前立腺は精液の精錬所みたいなとこで、これがなかったら男は子孫を残せない。
前立腺肥大とか、前立腺炎症とか、症状はいくつかあるが最悪は前立腺癌だろう。八十過ぎてからの癌であればショックも少ないが、四十、五十代だとかなりショックを受けることになる。

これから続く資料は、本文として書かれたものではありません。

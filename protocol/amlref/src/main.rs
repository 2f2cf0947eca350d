use std::fs;
use std::path::{Path, PathBuf};

use amlref::config::{default_config_text, DEFAULT_CONFIG_FILE};
use amlref::render::{
    self, DrugsReference, GeneticsReference, GeneticsSection, IntrathecalReference, Wt1Report,
};
use amlref::{Config, FormSession, OutputFormat};
use amlref_risk::{AssessmentInput, ResponseMeasurements, Wt1Response};
use amlref_tables::{default_abnormality, resolve_abnormality, search_drugs};
use amlref_types::{parse_measurement, TreatmentStage};
use clap::{Args, Parser, Subcommand};
use serde::Serialize;

#[derive(Debug, Parser)]
#[command(
    name = "amlref",
    version,
    about = "SCCCG-AML2025 pediatric AML protocol reference and risk calculator",
    long_about = "amlref stratifies risk under the SCCCG-AML2025 protocol and prints the\n\
        protocol's reference tables.\n\n\
        EXAMPLES:\n\
        \n  amlref risk --stage initial --gene 1 --wbc 150        Diagnosis with high WBC\n\
        \n  amlref risk --stage induction --gene NPM1 --mrd 0.05 --wt1-log 1.5\n\
        \n  amlref wt1 --prev 12.5 --curr 0.3                      WT1 log reduction\n\
        \n  amlref drugs --search flt3                             Filter targeted drugs\n\
        \n  amlref form                                            Interactive form",
    after_help = "Configuration: --config FILE, else $AMLREF_CONFIG, else ./amlref.toml"
)]
struct Cli {
    /// Increase verbosity level (-v, -vv, -vvv)
    #[arg(short, long, action = clap::ArgAction::Count, global = true)]
    verbose: u8,

    /// Print results as JSON
    #[arg(long, global = true)]
    json: bool,

    /// Configuration file
    #[arg(long, value_name = "FILE", global = true)]
    config: Option<PathBuf>,

    #[command(subcommand)]
    command: Command,
}

#[derive(Debug, Subcommand)]
enum Command {
    /// Classify risk for one treatment stage
    Risk(RiskArgs),

    /// Compute a WT1 log reduction from two expression percentages
    Wt1(Wt1Args),

    /// Genetic prognosis tables
    Genetics(GeneticsArgs),

    /// Targeted drug reference
    Drugs(DrugsArgs),

    /// Intrathecal dosing and CNS status criteria
    It,

    /// Start the interactive assessment form
    #[command(long_about = "Start the interactive assessment form.\n\n\
        Set fields one per line (e.g. 'stage induction', 'mrd 0.05');\n\
        the risk is re-evaluated after every change.\n\n\
        Commands:\n\
        \n  :help   Show available fields and commands\n\
        \n  :quit   Exit the form (also :q, :exit)")]
    Form,

    /// Inspect or create the configuration file
    Config(ConfigArgs),
}

#[derive(Debug, Args, Clone)]
struct RiskArgs {
    /// Assessment stage: initial, induction or consolidation1
    #[arg(long, value_name = "STAGE", default_value = "initial")]
    stage: TreatmentStage,

    /// Genetic abnormality: exact label, row number, or unique substring
    #[arg(long, value_name = "GENE")]
    gene: Option<String>,

    /// Presenting WBC (x10^9/L), used at diagnosis
    #[arg(long, value_name = "N")]
    wbc: Option<String>,

    /// Bone marrow not in complete remission after induction
    #[arg(long = "no-cr")]
    no_cr: bool,

    /// Flow MRD (%)
    #[arg(long, value_name = "N")]
    mrd: Option<String>,

    /// WT1 log reduction entered directly
    #[arg(long = "wt1-log", value_name = "N", conflicts_with_all = ["wt1_prev", "wt1_curr"])]
    wt1_log: Option<String>,

    /// Previous WT1 expression (%)
    #[arg(long = "wt1-prev", value_name = "N")]
    wt1_prev: Option<String>,

    /// Current WT1 expression (%)
    #[arg(long = "wt1-curr", value_name = "N")]
    wt1_curr: Option<String>,
}

#[derive(Debug, Args, Clone)]
struct Wt1Args {
    /// Previous WT1 expression (%)
    #[arg(long, value_name = "N")]
    prev: String,

    /// Current WT1 expression (%)
    #[arg(long, value_name = "N")]
    curr: String,

    /// Judge against one stage's target only (induction or consolidation1)
    #[arg(long, value_name = "STAGE")]
    stage: Option<TreatmentStage>,
}

#[derive(Debug, Args, Clone)]
struct GeneticsArgs {
    /// Only table 2 (prognosis handbook)
    #[arg(long, conflicts_with = "manual")]
    table2: bool,

    /// Only the stratification manual and tier summaries
    #[arg(long)]
    manual: bool,
}

#[derive(Debug, Args, Clone)]
struct DrugsArgs {
    /// Filter by drug name, brand name or target (case-insensitive)
    #[arg(short, long, value_name = "TERM")]
    search: Option<String>,
}

#[derive(Debug, Args, Clone)]
struct ConfigArgs {
    #[command(subcommand)]
    command: ConfigCommand,
}

#[derive(Debug, Subcommand, Clone)]
enum ConfigCommand {
    /// Print the effective configuration
    Show,
    /// Write a commented configuration file
    Init {
        #[arg(value_name = "FILE", default_value = DEFAULT_CONFIG_FILE)]
        path: PathBuf,
        /// Overwrite an existing file
        #[arg(long)]
        force: bool,
    },
}

fn init_logging(verbose: u8) {
    let level = match verbose {
        0 => "warn",
        1 => "info",
        2 => "debug",
        _ => "trace",
    };
    let _ = env_logger::Builder::from_env(env_logger::Env::default().default_filter_or(level))
        .format_timestamp(None)
        .try_init();
}

fn emit<T, F>(mode: OutputFormat, value: &T, text: F) -> i32
where
    T: Serialize + ?Sized,
    F: FnOnce(&T) -> Vec<String>,
{
    match mode {
        OutputFormat::Json => match render::to_json(value) {
            Ok(s) => {
                println!("{s}");
                0
            }
            Err(e) => {
                eprintln!("error: failed to serialize output: {e}");
                2
            }
        },
        OutputFormat::Text => {
            for line in text(value) {
                println!("{line}");
            }
            0
        }
    }
}

fn build_input(args: &RiskArgs) -> Result<AssessmentInput, String> {
    let gene = match args.gene.as_deref() {
        Some(q) => resolve_abnormality(q).map_err(|e| e.to_string())?,
        None => default_abnormality(),
    };
    log::info!("baseline genetics: {} ({})", gene.gene, gene.category);
    let baseline = gene.category;
    let num = |v: &Option<String>| v.as_deref().and_then(parse_measurement);

    if args.stage == TreatmentStage::Initial {
        if args.mrd.is_some() || args.wt1_log.is_some() || args.wt1_prev.is_some() || args.no_cr {
            log::warn!("response measurements are ignored at diagnosis");
        }
        return Ok(AssessmentInput::initial(baseline, num(&args.wbc)));
    }
    if args.wbc.is_some() {
        log::warn!("--wbc is only used at diagnosis; ignoring it");
    }

    let wt1 = match num(&args.wt1_log) {
        Some(v) => Some(Wt1Response::LogReduction(v)),
        None if args.wt1_prev.is_some() || args.wt1_curr.is_some() => {
            Some(Wt1Response::Transcripts {
                previous: num(&args.wt1_prev),
                current: num(&args.wt1_curr),
            })
        }
        None => None,
    };
    let response = ResponseMeasurements::new(num(&args.mrd), wt1);
    Ok(match args.stage {
        TreatmentStage::PostInduction => {
            AssessmentInput::post_induction(baseline, !args.no_cr, response)
        }
        _ => {
            if args.no_cr {
                log::warn!("--no-cr only applies after induction; ignoring it");
            }
            AssessmentInput::post_consolidation1(baseline, response)
        }
    })
}

fn run_risk(args: &RiskArgs, config: &Config, mode: OutputFormat) -> i32 {
    let input = match build_input(args) {
        Ok(i) => i,
        Err(e) => {
            eprintln!("error: {e}");
            return 2;
        }
    };
    let result = config.classifier().classify(&input);
    log::debug!("classification: {:?}", result.finding);
    emit(mode, &result, render::classification)
}

fn run_wt1(args: &Wt1Args, config: &Config, mode: OutputFormat) -> i32 {
    let report = Wt1Report::compute(
        &config.wt1_calculator(),
        parse_measurement(&args.prev),
        parse_measurement(&args.curr),
        args.stage,
    );
    emit(mode, &report, render::wt1_report)
}

fn run_form(config: &Config) -> i32 {
    use rustyline::error::ReadlineError;
    use rustyline::Editor;
    let mut rl = match Editor::<(), rustyline::history::DefaultHistory>::new() {
        Ok(e) => e,
        Err(e) => {
            eprintln!("error: failed to initialize form: {e}");
            return 2;
        }
    };

    let mut session = FormSession::new(config.classifier());
    println!("SCCCG-AML2025 risk form (:help for fields, :quit to exit)");
    for line in session.report() {
        println!("{line}");
    }
    loop {
        let prompt = session.prompt();
        match rl.readline(&prompt) {
            Ok(line) => {
                let trimmed = line.trim();
                if !trimmed.is_empty() {
                    let _ = rl.add_history_entry(trimmed);
                }
                let (out, exit) = session.handle_line(&line);
                for l in out {
                    println!("{l}");
                }
                if exit {
                    return 0;
                }
            }
            Err(ReadlineError::Interrupted) => continue,
            Err(ReadlineError::Eof) => return 0,
            Err(e) => {
                eprintln!("error: form failed: {e}");
                return 2;
            }
        }
    }
}

fn run_config_init(path: &Path, force: bool) -> i32 {
    if path.exists() && !force {
        eprintln!(
            "error: '{}' already exists (use --force to overwrite)",
            path.display()
        );
        return 2;
    }
    match fs::write(path, default_config_text()) {
        Ok(()) => {
            println!("wrote {}", path.display());
            0
        }
        Err(e) => {
            eprintln!("error: failed to write '{}': {e}", path.display());
            2
        }
    }
}

fn run_cli() -> i32 {
    let cli = Cli::parse();
    init_logging(cli.verbose);

    if let Command::Config(ConfigArgs {
        command: ConfigCommand::Init { path, force },
    }) = &cli.command
    {
        return run_config_init(path, *force);
    }

    let config = match Config::load(cli.config.as_deref()) {
        Ok(c) => c,
        Err(e) => {
            eprintln!("error: {e}");
            return 2;
        }
    };
    let mode = if cli.json {
        OutputFormat::Json
    } else {
        config.output.format
    };

    match &cli.command {
        Command::Risk(args) => run_risk(args, &config, mode),
        Command::Wt1(args) => run_wt1(args, &config, mode),
        Command::Genetics(args) => {
            let section = if args.table2 {
                GeneticsSection::Table2
            } else if args.manual {
                GeneticsSection::Manual
            } else {
                GeneticsSection::All
            };
            emit(mode, &GeneticsReference::new(section), render::genetics)
        }
        Command::Drugs(args) => {
            let found = search_drugs(args.search.as_deref().unwrap_or(""));
            emit(mode, &DrugsReference::new(found), render::drugs)
        }
        Command::It => emit(mode, &IntrathecalReference::default(), render::intrathecal),
        Command::Form => run_form(&config),
        Command::Config(ConfigArgs {
            command: ConfigCommand::Show,
        }) => match mode {
            OutputFormat::Json => emit(mode, &config, |_| Vec::new()),
            OutputFormat::Text => match config.to_toml() {
                Ok(s) => {
                    print!("{s}");
                    0
                }
                Err(e) => {
                    eprintln!("error: {e}");
                    2
                }
            },
        },
        Command::Config(ConfigArgs {
            command: ConfigCommand::Init { .. },
        }) => 0,
    }
}

fn main() {
    std::process::exit(run_cli());
}

#[cfg(test)]
mod tests {
    use super::*;
    use amlref_types::RiskLevel;
    use clap::CommandFactory;
    use pretty_assertions::assert_eq;

    fn risk_args(argv: &[&str]) -> RiskArgs {
        let mut full = vec!["amlref", "risk"];
        full.extend_from_slice(argv);
        match Cli::try_parse_from(full).unwrap().command {
            Command::Risk(a) => a,
            other => panic!("expected risk, got {other:?}"),
        }
    }

    #[test]
    fn cli_definition_is_consistent() {
        Cli::command().debug_assert();
    }

    #[test]
    fn help_mentions_every_subcommand() {
        let help = Cli::command().render_long_help().to_string();
        for name in ["risk", "wt1", "genetics", "drugs", "it", "form", "config"] {
            assert!(help.contains(name), "help lacks '{name}'");
        }
    }

    #[test]
    fn stage_accepts_aliases() {
        assert_eq!(
            risk_args(&["--stage", "consolidation1"]).stage,
            TreatmentStage::PostConsolidation1
        );
        assert!(Cli::try_parse_from(["amlref", "risk", "--stage", "relapse"]).is_err());
    }

    #[test]
    fn wt1_log_conflicts_with_transcripts() {
        let r = Cli::try_parse_from([
            "amlref", "risk", "--stage", "induction", "--wt1-log", "1", "--wt1-prev", "10",
        ]);
        assert!(r.is_err());
    }

    #[test]
    fn risk_input_follows_stage() {
        let input = build_input(&risk_args(&["--gene", "1", "--wbc", "150"])).unwrap();
        assert_eq!(input, AssessmentInput::initial(RiskLevel::Low, Some(150.0)));

        let input = build_input(&risk_args(&[
            "--stage", "induction", "--gene", "7", "--no-cr", "--mrd", "0",
        ]))
        .unwrap();
        assert_eq!(
            input,
            AssessmentInput::post_induction(
                RiskLevel::High,
                false,
                ResponseMeasurements::new(Some(0.0), None)
            )
        );
    }

    #[test]
    fn transcript_flags_build_a_transcript_response() {
        let input = build_input(&risk_args(&[
            "--stage",
            "consolidation1",
            "--wt1-prev",
            "100",
            "--wt1-curr",
            "x",
        ]))
        .unwrap();
        assert_eq!(
            input,
            AssessmentInput::post_consolidation1(
                RiskLevel::Low,
                ResponseMeasurements::with_transcripts(None, Some(100.0), None)
            )
        );
    }

    #[test]
    fn unknown_gene_is_an_error() {
        let err = build_input(&risk_args(&["--gene", "nothing-like-this"])).unwrap_err();
        assert!(err.contains("nothing-like-this"));
    }

    #[test]
    fn global_flags_work_after_subcommand() {
        let cli = Cli::try_parse_from(["amlref", "it", "--json", "-vv"]).unwrap();
        assert!(cli.json);
        assert_eq!(cli.verbose, 2);
    }
}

昨年、文芸誌「群像」に、四元康祐の前立腺癌闘病記「前立腺歌日記」が掲載された。「群像」は私の愛読書なのでその連作はきっちり読んでいた。

四元はドイツ在住の詩人だから、その闘病記の舞台もドイツになる。現地で前立腺癌の摘出手術を受けたのだ。
小説としてのその闘病記はあまり高い評価は受けていない。私の感想も、詩人が小説を書けばこうなるだろうという程度だった。しかし、興味深い小説であることは間違いなかった。
場所がドイツとはいえ、前立腺癌の治療について事細かく書き綴ってある。それは日本であっても同じことだろう。
前立腺を失った詩人の姿は、私にとって他人事ではない。いつか私も失うかもしれないし、その確率はかなり高い。
私の場合、もう二十年ほど前から漢方薬を服用しているし、宮本先生に勧められて年に一度血液検査も受けている。前立腺癌は血液検査で簡単に見つけることができるらしい。つまり早期発見につながる。

そんなわけで、今日はもう五月四日。
嘘みたいな医療センターの先生と、親切な守衛さんに助けられて、薬を手に入れた私のたまは、少し回復したみたいだ。
令和元年の祝福の日に、私はたまの痛みをこらえて隣の町まで走った。
私にとっての、令和という時代が始まったのだという、ちょっぴり苦い想いが、切実に込み上げてくる令和の幕開けだった。